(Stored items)
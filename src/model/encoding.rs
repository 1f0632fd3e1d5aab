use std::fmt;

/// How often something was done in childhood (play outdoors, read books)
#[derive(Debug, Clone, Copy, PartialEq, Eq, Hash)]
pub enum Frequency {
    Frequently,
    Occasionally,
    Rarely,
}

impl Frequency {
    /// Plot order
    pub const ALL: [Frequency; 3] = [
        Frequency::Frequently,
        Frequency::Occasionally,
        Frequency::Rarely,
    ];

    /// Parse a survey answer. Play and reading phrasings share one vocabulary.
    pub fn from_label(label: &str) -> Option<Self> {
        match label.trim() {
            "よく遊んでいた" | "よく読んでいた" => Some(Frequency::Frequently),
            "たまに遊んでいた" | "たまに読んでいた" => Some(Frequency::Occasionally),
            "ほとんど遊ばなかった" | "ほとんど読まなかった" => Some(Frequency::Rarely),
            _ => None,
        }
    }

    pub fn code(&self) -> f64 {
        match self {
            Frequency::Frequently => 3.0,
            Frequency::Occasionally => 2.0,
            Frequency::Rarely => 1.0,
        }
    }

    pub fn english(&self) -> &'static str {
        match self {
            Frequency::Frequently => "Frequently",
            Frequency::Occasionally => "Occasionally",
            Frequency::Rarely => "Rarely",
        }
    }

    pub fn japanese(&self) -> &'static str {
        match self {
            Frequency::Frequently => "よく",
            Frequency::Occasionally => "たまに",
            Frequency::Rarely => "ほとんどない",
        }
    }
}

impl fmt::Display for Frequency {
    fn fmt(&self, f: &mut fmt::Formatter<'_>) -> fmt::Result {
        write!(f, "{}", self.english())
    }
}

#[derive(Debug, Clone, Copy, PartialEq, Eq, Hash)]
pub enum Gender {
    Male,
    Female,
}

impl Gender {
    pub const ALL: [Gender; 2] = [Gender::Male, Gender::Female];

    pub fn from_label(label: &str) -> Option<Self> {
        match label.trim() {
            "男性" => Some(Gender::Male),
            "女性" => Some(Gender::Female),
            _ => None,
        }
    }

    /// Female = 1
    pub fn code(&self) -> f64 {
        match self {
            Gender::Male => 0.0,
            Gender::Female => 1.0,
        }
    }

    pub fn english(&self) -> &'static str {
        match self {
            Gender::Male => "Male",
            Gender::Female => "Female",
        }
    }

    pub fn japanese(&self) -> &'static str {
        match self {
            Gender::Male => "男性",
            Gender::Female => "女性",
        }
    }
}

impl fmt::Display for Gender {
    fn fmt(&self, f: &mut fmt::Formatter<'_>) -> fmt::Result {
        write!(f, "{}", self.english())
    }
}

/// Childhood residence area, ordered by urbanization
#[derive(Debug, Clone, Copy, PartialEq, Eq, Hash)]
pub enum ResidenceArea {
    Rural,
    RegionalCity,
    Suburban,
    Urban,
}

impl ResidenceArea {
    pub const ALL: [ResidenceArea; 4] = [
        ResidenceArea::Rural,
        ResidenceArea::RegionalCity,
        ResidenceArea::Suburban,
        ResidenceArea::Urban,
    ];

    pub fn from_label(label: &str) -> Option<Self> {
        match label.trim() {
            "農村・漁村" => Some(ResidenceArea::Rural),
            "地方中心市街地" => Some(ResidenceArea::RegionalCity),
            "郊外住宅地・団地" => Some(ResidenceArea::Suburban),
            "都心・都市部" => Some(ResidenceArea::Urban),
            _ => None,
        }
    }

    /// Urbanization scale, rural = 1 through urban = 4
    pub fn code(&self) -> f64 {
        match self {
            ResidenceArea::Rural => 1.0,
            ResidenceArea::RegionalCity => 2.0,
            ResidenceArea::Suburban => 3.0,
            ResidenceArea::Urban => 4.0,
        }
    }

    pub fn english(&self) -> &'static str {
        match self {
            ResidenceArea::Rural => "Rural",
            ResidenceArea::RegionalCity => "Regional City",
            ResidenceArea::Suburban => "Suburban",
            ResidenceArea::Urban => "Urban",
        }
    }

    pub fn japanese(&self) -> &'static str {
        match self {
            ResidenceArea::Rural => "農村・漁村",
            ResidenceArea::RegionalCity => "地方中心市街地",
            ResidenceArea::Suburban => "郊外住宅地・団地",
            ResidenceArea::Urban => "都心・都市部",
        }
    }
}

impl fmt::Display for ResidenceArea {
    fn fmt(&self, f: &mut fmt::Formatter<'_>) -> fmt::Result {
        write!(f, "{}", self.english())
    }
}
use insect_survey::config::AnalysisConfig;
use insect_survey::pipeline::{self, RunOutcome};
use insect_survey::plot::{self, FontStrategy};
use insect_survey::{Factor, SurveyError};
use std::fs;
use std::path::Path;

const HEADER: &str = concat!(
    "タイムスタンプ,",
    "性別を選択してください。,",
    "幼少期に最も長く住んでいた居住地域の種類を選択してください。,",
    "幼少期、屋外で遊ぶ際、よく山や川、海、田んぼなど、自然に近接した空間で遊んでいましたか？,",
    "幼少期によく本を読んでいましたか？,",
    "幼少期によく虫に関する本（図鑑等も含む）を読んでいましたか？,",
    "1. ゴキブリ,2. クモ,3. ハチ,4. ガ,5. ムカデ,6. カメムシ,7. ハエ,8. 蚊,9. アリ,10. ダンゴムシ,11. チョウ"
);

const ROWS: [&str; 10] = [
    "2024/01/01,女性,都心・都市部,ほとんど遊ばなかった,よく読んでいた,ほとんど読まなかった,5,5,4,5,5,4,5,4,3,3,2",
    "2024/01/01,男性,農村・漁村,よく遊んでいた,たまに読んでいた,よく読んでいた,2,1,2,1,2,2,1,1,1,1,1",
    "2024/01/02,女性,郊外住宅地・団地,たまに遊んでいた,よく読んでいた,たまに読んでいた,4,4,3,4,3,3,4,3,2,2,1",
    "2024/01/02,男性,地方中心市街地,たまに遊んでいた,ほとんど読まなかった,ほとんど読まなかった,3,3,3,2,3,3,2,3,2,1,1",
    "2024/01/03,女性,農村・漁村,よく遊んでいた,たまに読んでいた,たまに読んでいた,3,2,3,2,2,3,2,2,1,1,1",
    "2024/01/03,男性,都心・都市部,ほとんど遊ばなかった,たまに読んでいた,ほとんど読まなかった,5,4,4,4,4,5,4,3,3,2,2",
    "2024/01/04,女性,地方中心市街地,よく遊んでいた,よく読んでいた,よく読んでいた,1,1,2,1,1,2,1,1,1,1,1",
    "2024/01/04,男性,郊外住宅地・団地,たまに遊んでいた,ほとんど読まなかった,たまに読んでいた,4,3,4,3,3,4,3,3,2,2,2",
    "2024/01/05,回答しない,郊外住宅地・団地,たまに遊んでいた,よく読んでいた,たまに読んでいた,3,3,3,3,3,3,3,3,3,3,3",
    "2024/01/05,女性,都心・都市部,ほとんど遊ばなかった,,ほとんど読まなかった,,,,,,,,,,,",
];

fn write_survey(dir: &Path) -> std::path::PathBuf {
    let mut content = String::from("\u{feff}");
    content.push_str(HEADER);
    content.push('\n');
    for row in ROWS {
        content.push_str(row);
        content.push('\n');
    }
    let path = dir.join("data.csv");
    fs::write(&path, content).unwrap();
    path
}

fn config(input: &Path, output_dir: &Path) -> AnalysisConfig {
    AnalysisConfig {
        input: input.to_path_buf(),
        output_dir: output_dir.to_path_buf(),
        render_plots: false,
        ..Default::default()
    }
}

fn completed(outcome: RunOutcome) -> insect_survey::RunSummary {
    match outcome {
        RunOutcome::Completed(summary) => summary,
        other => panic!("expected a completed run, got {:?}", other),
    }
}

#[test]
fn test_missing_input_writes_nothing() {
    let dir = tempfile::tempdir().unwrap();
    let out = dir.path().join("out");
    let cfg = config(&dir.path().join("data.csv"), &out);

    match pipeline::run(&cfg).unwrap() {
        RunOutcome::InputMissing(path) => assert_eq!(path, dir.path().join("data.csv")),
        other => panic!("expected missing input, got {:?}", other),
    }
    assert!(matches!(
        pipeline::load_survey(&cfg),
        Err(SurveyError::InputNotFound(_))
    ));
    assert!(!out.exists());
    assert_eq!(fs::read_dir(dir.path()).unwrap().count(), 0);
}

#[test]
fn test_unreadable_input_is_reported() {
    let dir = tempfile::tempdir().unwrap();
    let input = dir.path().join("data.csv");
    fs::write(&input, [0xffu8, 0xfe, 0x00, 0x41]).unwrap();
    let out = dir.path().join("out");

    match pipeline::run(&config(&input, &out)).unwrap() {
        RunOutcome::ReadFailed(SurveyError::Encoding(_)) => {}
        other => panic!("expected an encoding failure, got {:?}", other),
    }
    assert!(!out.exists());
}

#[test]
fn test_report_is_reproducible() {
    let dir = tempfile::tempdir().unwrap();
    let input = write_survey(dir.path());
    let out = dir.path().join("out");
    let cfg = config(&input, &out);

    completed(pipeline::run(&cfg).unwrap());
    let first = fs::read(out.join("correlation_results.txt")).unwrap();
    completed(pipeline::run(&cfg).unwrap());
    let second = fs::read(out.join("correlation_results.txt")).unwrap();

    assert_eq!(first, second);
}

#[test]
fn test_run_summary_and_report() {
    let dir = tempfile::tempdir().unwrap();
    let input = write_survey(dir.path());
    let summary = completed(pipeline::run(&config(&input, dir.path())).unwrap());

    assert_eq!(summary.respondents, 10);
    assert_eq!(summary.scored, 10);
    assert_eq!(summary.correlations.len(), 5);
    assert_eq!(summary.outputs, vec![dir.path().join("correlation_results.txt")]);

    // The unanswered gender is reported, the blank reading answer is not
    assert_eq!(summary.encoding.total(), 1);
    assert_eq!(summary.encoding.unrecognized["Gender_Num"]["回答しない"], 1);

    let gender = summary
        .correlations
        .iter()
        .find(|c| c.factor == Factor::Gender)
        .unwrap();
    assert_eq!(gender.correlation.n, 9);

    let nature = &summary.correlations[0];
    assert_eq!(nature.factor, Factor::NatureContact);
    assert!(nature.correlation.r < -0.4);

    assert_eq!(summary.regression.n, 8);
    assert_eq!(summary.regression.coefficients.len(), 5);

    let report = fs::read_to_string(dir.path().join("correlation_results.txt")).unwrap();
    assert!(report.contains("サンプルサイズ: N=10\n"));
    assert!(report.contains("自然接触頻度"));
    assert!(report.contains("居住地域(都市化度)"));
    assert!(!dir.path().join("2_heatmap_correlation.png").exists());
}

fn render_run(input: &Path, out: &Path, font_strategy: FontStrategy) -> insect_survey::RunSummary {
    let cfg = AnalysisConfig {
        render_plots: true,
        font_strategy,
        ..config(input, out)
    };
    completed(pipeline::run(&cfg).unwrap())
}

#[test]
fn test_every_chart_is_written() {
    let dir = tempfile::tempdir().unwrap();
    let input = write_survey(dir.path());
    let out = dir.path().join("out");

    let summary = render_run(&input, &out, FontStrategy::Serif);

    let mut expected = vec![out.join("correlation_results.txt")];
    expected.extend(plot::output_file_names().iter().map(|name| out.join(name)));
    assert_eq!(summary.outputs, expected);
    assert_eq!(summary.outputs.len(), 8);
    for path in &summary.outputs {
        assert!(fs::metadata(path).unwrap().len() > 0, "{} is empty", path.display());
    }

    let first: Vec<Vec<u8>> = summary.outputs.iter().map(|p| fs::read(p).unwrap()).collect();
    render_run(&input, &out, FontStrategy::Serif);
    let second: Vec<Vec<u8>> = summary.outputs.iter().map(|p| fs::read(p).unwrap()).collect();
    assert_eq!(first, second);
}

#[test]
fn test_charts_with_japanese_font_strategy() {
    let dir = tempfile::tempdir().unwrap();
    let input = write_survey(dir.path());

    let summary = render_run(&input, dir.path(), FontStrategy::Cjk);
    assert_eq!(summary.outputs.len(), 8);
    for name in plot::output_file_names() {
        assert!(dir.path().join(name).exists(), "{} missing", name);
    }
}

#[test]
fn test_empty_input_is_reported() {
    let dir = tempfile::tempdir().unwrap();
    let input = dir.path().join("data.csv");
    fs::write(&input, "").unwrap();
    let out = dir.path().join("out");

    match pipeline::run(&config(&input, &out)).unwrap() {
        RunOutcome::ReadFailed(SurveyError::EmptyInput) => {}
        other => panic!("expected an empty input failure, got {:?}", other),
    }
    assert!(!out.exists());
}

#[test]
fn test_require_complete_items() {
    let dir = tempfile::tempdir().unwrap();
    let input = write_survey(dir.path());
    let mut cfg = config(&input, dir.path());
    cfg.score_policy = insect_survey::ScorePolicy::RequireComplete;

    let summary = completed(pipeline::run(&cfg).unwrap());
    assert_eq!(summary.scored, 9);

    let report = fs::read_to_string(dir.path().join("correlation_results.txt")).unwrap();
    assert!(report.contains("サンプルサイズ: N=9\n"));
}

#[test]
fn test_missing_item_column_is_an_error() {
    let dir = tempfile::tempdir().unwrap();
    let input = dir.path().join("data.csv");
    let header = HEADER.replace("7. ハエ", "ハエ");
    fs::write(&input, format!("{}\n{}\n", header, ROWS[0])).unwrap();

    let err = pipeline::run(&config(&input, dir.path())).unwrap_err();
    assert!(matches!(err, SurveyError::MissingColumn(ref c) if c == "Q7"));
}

...

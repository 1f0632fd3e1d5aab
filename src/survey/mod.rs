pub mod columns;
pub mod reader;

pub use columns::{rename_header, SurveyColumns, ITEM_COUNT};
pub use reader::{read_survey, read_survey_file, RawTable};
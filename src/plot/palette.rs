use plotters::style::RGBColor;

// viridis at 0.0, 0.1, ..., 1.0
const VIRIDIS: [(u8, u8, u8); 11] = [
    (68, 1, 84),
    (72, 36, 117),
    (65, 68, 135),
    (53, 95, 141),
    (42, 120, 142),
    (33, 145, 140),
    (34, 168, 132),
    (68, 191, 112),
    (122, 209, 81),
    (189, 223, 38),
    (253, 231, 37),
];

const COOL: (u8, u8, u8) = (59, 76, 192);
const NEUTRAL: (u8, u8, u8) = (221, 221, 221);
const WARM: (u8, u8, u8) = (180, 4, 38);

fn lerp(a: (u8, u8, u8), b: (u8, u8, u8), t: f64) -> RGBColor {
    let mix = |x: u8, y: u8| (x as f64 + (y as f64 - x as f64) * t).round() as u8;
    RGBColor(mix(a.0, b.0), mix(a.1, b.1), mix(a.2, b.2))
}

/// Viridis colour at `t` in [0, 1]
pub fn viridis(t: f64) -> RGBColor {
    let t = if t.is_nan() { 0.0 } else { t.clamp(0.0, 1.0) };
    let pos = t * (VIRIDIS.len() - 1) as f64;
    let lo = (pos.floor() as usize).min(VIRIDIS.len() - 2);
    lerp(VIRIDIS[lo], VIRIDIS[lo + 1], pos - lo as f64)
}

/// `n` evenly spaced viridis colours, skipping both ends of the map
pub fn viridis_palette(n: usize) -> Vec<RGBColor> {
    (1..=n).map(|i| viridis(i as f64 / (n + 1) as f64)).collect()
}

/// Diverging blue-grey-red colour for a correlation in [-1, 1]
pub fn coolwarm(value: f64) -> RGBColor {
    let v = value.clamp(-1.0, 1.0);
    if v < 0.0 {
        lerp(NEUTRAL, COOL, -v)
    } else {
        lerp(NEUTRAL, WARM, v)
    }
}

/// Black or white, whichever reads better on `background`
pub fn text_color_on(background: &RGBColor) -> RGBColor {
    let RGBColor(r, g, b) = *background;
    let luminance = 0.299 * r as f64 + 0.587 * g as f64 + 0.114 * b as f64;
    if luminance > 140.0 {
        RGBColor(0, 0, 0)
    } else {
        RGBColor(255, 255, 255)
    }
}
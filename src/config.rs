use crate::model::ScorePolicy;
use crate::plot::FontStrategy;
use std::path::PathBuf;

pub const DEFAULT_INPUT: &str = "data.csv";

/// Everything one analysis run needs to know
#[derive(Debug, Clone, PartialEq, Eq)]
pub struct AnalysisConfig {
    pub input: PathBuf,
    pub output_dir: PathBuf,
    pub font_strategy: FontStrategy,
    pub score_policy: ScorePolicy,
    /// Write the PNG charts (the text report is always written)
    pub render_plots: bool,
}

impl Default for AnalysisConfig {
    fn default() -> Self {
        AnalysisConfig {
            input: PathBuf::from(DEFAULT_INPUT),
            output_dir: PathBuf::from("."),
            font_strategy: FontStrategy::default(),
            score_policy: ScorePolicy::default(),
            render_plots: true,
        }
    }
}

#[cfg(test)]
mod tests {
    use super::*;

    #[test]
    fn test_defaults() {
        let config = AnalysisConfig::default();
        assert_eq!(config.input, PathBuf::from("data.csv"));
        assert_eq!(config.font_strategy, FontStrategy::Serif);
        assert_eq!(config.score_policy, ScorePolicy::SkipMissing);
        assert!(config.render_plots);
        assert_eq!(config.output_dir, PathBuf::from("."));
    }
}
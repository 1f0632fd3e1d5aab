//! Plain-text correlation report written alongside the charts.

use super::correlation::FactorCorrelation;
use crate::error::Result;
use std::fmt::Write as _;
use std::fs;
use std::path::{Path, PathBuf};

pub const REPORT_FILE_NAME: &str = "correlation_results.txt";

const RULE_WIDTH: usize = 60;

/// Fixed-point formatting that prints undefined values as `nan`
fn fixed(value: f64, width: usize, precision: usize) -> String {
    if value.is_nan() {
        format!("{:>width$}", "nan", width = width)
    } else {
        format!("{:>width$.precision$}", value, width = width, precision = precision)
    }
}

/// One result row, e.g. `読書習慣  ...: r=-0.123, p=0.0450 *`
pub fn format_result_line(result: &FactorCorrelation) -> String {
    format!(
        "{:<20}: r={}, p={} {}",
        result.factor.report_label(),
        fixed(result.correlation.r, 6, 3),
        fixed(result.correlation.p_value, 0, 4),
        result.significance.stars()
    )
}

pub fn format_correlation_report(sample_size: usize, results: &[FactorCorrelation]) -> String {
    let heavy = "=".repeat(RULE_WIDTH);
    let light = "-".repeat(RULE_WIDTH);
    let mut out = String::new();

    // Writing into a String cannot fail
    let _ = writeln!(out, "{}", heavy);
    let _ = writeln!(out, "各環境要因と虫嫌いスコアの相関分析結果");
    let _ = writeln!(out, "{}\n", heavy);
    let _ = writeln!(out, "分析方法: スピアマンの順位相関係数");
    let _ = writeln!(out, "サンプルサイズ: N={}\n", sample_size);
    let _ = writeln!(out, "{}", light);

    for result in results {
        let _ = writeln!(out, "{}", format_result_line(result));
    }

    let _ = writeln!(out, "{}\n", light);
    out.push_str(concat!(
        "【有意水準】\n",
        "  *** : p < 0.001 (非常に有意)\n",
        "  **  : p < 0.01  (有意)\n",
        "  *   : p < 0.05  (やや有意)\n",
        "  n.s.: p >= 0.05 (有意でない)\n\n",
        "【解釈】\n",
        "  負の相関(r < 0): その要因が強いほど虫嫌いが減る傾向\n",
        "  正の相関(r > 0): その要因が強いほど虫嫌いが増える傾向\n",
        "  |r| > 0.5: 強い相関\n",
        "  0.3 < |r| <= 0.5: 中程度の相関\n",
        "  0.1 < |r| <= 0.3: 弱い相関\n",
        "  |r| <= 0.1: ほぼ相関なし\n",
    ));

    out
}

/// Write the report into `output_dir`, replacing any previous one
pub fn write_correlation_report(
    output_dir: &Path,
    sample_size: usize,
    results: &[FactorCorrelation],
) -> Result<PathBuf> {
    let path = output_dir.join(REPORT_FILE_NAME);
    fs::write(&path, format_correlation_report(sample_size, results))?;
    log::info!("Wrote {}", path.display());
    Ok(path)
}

Exercise details: Across the records, count the lines holding the string "Rarely". Give the number and stop.

Output of the exercise: 6